Assignment: Extract, from the records beneath this instruction, each line that contains the word "system".

Recorded information section start

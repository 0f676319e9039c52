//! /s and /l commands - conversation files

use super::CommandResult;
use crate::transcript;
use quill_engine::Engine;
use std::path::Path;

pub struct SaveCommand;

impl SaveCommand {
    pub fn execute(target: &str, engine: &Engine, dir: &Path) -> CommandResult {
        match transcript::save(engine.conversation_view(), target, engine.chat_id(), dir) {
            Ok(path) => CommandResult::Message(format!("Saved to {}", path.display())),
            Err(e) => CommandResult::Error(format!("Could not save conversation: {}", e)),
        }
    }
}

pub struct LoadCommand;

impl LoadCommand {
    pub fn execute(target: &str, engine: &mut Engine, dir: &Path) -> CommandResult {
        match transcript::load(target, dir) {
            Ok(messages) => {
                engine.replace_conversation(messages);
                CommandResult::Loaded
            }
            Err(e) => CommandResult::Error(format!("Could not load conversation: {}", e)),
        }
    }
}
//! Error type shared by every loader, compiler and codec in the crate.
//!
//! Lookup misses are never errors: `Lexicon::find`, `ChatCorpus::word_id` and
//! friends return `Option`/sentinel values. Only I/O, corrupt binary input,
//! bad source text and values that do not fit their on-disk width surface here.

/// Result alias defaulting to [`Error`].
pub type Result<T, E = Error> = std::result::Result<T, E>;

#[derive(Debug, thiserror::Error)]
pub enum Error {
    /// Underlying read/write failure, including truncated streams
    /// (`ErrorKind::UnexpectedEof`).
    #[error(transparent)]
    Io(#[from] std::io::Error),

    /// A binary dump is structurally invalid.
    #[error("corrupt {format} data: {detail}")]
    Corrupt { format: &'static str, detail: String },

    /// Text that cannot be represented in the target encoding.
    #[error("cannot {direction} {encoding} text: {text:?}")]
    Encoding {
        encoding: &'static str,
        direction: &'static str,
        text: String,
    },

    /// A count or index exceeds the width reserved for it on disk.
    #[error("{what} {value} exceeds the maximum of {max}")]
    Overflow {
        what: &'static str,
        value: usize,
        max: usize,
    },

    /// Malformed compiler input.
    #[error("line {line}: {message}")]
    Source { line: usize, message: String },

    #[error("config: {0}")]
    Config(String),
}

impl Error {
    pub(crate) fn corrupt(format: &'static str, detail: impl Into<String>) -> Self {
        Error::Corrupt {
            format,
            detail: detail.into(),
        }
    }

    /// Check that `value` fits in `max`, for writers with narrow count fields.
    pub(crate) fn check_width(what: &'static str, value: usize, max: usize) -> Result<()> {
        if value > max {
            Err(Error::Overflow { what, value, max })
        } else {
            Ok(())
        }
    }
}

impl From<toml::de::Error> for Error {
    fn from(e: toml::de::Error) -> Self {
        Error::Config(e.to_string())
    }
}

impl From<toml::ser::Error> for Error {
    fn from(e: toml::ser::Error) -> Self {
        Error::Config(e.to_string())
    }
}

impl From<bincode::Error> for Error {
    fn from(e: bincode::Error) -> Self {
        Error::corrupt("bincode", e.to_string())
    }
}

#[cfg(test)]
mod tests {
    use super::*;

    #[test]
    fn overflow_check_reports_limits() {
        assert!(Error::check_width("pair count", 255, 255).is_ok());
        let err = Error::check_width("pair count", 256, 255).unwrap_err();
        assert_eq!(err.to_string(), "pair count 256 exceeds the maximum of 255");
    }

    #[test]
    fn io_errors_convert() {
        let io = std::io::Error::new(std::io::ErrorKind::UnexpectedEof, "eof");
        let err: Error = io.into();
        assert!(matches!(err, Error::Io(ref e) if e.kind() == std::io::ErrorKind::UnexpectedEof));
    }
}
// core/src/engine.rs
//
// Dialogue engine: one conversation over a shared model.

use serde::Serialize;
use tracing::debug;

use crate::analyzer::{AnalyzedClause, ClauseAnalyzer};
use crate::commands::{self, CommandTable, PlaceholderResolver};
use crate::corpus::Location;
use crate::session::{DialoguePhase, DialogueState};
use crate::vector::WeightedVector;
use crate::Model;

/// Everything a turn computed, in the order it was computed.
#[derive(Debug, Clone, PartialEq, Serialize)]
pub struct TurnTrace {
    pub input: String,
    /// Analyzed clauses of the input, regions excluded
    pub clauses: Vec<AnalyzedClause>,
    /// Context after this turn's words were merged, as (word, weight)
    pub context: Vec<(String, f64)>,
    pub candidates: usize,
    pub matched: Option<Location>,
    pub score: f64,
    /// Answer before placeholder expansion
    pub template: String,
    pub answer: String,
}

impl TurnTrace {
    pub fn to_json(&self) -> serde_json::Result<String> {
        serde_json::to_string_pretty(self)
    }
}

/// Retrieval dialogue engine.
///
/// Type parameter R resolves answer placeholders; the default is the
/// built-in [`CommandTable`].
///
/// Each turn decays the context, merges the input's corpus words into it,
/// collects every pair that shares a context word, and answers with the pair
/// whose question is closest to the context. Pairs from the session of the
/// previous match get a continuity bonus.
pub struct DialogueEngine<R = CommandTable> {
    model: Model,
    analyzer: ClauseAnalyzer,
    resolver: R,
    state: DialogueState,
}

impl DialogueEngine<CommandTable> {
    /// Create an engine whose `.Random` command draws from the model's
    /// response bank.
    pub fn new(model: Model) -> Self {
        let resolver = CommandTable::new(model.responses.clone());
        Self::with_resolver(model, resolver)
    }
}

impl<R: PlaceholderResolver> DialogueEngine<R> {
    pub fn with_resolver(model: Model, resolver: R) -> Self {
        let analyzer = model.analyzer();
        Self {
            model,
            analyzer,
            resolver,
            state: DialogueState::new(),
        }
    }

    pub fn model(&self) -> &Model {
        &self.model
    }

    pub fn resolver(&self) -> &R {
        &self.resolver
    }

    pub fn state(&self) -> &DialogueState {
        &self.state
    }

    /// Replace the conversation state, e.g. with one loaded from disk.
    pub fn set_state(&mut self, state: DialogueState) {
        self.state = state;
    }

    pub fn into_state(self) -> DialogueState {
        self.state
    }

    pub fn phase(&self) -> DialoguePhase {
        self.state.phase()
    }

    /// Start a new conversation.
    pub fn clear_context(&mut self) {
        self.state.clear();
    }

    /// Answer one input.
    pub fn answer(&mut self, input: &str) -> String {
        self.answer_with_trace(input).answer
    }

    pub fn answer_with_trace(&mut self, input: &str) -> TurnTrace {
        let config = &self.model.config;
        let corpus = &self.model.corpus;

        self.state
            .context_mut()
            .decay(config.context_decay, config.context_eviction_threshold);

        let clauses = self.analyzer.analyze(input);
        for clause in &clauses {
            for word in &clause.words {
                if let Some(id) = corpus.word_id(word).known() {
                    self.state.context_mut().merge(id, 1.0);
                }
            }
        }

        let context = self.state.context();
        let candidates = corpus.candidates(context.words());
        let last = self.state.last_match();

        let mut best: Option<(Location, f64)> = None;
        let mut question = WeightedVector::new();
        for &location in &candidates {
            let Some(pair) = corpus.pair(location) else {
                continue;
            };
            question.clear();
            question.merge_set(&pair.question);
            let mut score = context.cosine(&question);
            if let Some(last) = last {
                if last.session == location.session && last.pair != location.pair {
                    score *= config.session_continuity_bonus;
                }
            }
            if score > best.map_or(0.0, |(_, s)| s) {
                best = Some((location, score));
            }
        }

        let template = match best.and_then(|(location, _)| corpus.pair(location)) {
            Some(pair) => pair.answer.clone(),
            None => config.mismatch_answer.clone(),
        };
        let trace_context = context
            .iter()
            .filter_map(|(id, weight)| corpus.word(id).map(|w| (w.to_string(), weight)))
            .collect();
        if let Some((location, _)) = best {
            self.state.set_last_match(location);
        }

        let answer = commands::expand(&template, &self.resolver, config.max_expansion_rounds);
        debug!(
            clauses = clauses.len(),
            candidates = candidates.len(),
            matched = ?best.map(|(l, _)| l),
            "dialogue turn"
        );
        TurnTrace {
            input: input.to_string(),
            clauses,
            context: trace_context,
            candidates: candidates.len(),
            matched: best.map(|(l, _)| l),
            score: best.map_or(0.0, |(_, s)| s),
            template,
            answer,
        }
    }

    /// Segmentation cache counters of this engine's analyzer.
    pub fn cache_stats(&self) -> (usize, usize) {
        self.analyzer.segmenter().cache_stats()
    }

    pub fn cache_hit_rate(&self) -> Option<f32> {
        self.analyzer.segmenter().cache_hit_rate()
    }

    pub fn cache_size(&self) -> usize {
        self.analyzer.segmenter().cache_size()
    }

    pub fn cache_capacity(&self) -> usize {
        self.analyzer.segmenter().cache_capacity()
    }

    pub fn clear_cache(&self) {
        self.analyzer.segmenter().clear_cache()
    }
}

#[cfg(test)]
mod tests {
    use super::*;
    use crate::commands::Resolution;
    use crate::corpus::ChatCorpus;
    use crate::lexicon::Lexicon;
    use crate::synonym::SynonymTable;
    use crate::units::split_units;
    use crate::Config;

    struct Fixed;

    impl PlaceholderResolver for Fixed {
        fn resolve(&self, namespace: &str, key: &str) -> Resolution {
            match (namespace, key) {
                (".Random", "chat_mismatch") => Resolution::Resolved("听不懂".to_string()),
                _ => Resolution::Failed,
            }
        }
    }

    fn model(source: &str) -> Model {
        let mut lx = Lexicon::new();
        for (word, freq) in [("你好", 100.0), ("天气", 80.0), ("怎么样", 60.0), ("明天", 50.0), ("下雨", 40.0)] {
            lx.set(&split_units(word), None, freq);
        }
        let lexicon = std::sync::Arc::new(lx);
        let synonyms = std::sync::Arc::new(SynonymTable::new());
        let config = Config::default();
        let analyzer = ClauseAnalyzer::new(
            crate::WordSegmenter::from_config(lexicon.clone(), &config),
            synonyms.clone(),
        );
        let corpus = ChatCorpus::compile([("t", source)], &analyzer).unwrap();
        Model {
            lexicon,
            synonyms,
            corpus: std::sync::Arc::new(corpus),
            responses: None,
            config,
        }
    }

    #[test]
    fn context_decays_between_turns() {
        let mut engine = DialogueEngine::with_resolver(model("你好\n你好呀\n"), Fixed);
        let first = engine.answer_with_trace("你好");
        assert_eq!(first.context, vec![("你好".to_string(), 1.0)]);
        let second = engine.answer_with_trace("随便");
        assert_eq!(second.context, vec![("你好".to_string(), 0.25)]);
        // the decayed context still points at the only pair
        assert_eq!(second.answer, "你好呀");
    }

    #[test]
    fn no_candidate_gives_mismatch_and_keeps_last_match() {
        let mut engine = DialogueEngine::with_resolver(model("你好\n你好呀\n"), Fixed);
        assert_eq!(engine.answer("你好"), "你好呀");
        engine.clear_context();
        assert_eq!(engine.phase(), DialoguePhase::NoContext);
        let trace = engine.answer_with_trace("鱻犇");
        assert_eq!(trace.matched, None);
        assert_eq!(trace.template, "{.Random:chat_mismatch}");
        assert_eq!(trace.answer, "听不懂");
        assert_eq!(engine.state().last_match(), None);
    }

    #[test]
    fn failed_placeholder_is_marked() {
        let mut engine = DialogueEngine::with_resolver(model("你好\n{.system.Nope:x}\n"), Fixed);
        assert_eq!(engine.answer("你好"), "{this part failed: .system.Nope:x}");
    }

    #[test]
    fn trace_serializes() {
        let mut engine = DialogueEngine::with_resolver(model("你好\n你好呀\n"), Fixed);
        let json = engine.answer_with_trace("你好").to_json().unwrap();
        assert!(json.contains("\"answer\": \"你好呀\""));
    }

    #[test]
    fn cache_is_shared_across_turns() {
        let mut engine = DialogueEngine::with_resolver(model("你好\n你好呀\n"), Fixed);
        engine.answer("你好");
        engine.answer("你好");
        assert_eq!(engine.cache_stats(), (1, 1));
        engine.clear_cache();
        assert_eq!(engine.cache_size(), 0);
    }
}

Recorded information section end

Solution for this task:
        let mut engine = DialogueEngine::with_resolver(model("你好\n{.system.Nope:x}\n"), Fixed);
        assert_eq!(engine.answer("你好"), "{this part failed: .system.Nope:x}");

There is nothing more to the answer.